# WHAT TO WORK ON:
Repeat, please, only the lines from the top of the data down to the line with "to the target."; include both of those lines.

[Stored entries]
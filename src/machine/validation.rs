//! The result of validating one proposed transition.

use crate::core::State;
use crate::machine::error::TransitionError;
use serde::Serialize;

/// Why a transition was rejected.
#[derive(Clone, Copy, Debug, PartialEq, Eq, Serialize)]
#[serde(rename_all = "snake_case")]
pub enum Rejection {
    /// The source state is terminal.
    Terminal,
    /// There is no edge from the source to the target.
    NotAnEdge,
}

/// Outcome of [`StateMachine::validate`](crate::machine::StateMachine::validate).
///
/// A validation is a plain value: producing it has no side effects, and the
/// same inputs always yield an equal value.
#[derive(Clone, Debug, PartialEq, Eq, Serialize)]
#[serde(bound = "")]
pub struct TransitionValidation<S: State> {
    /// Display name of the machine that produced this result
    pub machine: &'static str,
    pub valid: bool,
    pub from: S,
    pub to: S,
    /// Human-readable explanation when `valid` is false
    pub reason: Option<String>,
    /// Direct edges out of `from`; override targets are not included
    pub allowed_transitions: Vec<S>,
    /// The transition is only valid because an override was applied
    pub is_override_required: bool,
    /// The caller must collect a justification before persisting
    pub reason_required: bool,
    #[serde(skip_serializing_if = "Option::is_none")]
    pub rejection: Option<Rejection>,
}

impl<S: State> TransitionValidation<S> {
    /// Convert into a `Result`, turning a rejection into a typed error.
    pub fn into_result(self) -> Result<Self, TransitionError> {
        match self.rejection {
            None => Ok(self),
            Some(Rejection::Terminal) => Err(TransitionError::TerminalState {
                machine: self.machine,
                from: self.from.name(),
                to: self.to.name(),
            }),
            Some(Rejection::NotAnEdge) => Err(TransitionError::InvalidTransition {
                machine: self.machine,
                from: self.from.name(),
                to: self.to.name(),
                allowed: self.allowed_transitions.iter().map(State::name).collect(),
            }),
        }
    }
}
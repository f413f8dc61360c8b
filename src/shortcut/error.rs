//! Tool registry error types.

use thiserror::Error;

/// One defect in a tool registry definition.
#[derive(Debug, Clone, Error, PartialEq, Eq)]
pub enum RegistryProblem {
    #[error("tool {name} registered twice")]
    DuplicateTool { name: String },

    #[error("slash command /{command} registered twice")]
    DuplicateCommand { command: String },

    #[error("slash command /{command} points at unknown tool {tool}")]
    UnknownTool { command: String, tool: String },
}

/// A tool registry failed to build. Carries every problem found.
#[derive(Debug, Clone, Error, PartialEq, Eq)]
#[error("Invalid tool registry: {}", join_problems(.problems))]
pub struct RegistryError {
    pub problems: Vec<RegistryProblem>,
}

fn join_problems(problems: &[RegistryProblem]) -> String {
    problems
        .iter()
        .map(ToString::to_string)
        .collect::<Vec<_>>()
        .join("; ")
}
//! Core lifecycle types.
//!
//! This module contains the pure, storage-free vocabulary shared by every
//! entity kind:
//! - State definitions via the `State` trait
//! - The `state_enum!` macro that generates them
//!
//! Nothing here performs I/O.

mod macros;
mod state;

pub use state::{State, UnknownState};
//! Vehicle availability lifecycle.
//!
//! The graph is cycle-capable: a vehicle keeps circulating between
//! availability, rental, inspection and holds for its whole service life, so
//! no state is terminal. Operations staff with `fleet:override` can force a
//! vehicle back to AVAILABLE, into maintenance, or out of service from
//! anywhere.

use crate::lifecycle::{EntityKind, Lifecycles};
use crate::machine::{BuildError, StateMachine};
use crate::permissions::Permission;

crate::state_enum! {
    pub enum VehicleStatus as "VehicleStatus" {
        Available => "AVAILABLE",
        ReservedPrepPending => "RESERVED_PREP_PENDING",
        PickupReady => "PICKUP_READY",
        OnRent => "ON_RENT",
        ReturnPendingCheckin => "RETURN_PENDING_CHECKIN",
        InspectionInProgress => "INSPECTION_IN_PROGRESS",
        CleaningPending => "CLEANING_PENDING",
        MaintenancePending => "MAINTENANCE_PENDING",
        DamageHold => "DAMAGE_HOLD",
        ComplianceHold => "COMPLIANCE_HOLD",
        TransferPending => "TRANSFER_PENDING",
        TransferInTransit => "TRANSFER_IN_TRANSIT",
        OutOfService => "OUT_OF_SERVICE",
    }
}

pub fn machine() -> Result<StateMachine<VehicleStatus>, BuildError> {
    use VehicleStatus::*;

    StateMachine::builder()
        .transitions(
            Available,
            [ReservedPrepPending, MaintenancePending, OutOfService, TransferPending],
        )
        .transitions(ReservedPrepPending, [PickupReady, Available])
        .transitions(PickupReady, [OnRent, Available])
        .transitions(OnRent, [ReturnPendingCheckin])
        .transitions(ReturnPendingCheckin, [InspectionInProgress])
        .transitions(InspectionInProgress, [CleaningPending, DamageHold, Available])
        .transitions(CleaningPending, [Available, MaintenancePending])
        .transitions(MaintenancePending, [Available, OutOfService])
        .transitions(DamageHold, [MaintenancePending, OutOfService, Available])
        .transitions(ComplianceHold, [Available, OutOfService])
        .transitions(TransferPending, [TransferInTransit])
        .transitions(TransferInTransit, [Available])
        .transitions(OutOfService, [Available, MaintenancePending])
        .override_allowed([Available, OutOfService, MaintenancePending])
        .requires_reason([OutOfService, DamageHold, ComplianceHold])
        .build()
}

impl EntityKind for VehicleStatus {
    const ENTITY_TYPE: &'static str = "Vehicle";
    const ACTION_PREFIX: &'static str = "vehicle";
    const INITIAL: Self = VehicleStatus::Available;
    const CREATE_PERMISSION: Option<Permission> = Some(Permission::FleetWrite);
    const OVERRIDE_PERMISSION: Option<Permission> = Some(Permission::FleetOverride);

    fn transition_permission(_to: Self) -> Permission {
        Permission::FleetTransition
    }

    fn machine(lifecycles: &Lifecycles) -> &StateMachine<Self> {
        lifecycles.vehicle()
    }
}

# SOLUTION TO THE EXERCISE:
filename src/machine/validation.rs
//! The result of validating one proposed transition.

use crate::core::State;
use crate::machine::error::TransitionError;
use serde::Serialize;

/// Why a transition was rejected.
#[derive(Clone, Copy, Debug, PartialEq, Eq, Serialize)]
#[serde(rename_all = "snake_case")]
pub enum Rejection {
    /// The source state is terminal.
    Terminal,
    /// There is no edge from the source to the target.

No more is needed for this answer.